Problem to work on: Each record is to be reproduced verbatim.

Given records:
--*--

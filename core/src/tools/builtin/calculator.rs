//! Arithmetic tool

use crate::error::Result;
use crate::router::CALCULATOR;
use crate::tools::{Tool, ToolExample};
use async_trait::async_trait;
use regex::Regex;

/// Evaluates the first `<integer> <op> <integer>` pair found in a query
///
/// Only that pair is evaluated, so `2 + 3 * 4` yields `2+3 = 5`.
pub struct CalculatorTool {
    pattern: Regex,
}

impl CalculatorTool {
    pub fn new() -> Self {
        Self {
            pattern: Regex::new(r"[0-9]+\s*[+\-*/]\s*[0-9]+").unwrap(),
        }
    }

    fn calculate(&self, query: &str) -> String {
        let Some(found) = self.pattern.find(query) else {
            return "오류: 수학 표현식을 찾을 수 없습니다. 예: 2 + 3, 10 * 5".to_string();
        };

        // Only spaces are stripped; tabs and newlines are rejected below
        let expression = found.as_str().replace(' ', "");
        if !expression.chars().all(|c| "0123456789+-*/.() ".contains(c)) {
            return "오류: 허용되지 않는 문자가 포함되어 있습니다.".to_string();
        }

        match evaluate(&expression) {
            Ok(value) => format!("계산 결과: {} = {}", expression, value),
            Err(message) => format!("계산 오류: {}", message),
        }
    }
}

impl Default for CalculatorTool {
    fn default() -> Self {
        Self::new()
    }
}

#[async_trait]
impl Tool for CalculatorTool {
    fn name(&self) -> &str {
        CALCULATOR
    }

    fn description(&self) -> &str {
        "수학 계산을 수행합니다. 예: 2 + 3, 10 * 5, sqrt(16)"
    }

    async fn run(&self, query: &str) -> Result<String> {
        Ok(self.calculate(query))
    }

    fn examples(&self) -> Vec<ToolExample> {
        vec![
            ToolExample::new("Addition", "2 + 3 계산해줘", "계산 결과: 2+3 = 5"),
            ToolExample::new("Division", "10 / 4", "계산 결과: 10/4 = 2.5"),
        ]
    }
}

/// Evaluate a whitespace-free `<int><op><int>` expression
fn evaluate(expression: &str) -> std::result::Result<String, &'static str> {
    let op_index = expression
        .char_indices()
        .skip(1)
        .find(|(_, c)| matches!(c, '+' | '-' | '*' | '/'))
        .map(|(i, _)| i)
        .ok_or("invalid expression")?;

    let (lhs, rest) = expression.split_at(op_index);
    let op = &rest[..1];
    let rhs = &rest[1..];

    let lhs: i128 = lhs.parse().map_err(|_| "integer overflow")?;
    let rhs: i128 = rhs.parse().map_err(|_| "integer overflow")?;

    let value = match op {
        "+" => lhs.checked_add(rhs).ok_or("integer overflow")?.to_string(),
        "-" => lhs.checked_sub(rhs).ok_or("integer overflow")?.to_string(),
        "*" => lhs.checked_mul(rhs).ok_or("integer overflow")?.to_string(),
        _ => {
            if rhs == 0 {
                return Err("division by zero");
            }
            format_float(lhs as f64 / rhs as f64)
        }
    };

    Ok(value)
}

/// Shortest round-trip float text: always a fractional part or an exponent
/// with an explicit sign and two digits (`4.0`, `2.5`, `1e-05`, `1e+16`)
fn format_float(value: f64) -> String {
    let text = format!("{:?}", value);
    match text.split_once('e') {
        Some((mantissa, exponent)) => {
            let (sign, digits) = match exponent.strip_prefix('-') {
                Some(digits) => ('-', digits),
                None => ('+', exponent),
            };
            format!("{}e{}{:0>2}", mantissa, sign, digits)
        }
        None => text,
    }
}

--*--

Answer for the task:
filename core/src/tools/builtin/calculator.rs
//! Arithmetic tool

use crate::error::Result;
use crate::router::CALCULATOR;
use crate::tools::{Tool, ToolExample};
use async_trait::async_trait;
use regex::Regex;

/// Evaluates the first `<integer> <op> <integer>` pair found in a query
///
/// Only that pair is evaluated, so `2 + 3 * 4` yields `2+3 = 5`.
pub struct CalculatorTool {
    pattern: Regex,
}

impl CalculatorTool {
    pub fn new() -> Self {
        Self {
            pattern: Regex::new(r"[0-9]+\s*[+\-*/]\s*[0-9]+").unwrap(),
        }
    }

    fn calculate(&self, query: &str) -> String {
        let Some(found) = self.pattern.find(query) else {
            return "오류: 수학 표현식을 찾을 수 없습니다. 예: 2 + 3, 10 * 5".to_string();
        };

        // Only spaces are stripped; tabs and newlines are rejected below
        let expression = found.as_str().replace(' ', "");
        if !expression.chars().all(|c| "0123456789+-*/.() ".contains(c)) {
            return "오류: 허용되지 않는 문자가 포함되어 있습니다.".to_string();
        }

        match evaluate(&expression) {
            Ok(value) => format!("계산 결과: {} = {}", expression, value),
            Err(message) => format!("계산 오류: {}", message),
        }
    }
}

impl Default for CalculatorTool {
    fn default() -> Self {
        Self::new()
    }
}

#[async_trait]
impl Tool for CalculatorTool {
    fn name(&self) -> &str {
        CALCULATOR
    }

    fn description(&self) -> &str {
        "수학 계산을 수행합니다. 예: 2 + 3, 10 * 5, sqrt(16)"
    }

    async fn run(&self, query: &str) -> Result<String> {
        Ok(self.calculate(query))
    }

    fn examples(&self) -> Vec<ToolExample> {
        vec![
            ToolExample::new("Addition", "2 + 3 계산해줘", "계산 결과: 2+3 = 5"),
            ToolExample::new("Division", "10 / 4", "계산 결과: 10/4 = 2.5"),
        ]
    }
}

/// Evaluate a whitespace-free `<int><op><int>` expression
fn evaluate(expression: &str) -> std::result::Result<String, &'static str> {
    let op_index = expression
        .char_indices()
        .skip(1)
        .find(|(_, c)| matches!(c, '+' | '-' | '*' | '/'))
        .map(|(i, _)| i)
        .ok_or("invalid expression")?;

    let (lhs, rest) = expression.split_at(op_index);
    let op = &rest[..1];
    let rhs = &rest[1..];

    let lhs: i128 = lhs.parse().map_err(|_| "integer overflow")?;
    let rhs: i128 = rhs.parse().map_err(|_| "integer overflow")?;

    let value = match op {
        "+" => lhs.checked_add(rhs).ok_or("integer overflow")?.to_string(),
        "-" => lhs.checked_sub(rhs).ok_or("integer overflow")?.to_string(),
        "*" => lhs.checked_mul(rhs).ok_or("integer overflow")?.to_string(),
        _ => {
            if rhs == 0 {
                return Err("division by zero");
            }
            format_float(lhs as f64 / rhs as f64)
        }
    };

    Ok(value)
}

/// Shortest round-trip float text: always a fractional part or an exponent
/// with an explicit sign and two digits (`4.0`, `2.5`, `1e-05`, `1e+16`)
fn format_float(value: f64) -> String {
    let text = format!("{:?}", value);
    match text.split_once('e') {
        Some((mantissa, exponent)) => {
            let (sign, digits) = match exponent.strip_prefix('-') {
                Some(digits) => ('-', digits),
                None => ('+', exponent),
            };
            format!("{}e{}{:0>2}", mantissa, sign, digits)
        }
        None => text,
    }
}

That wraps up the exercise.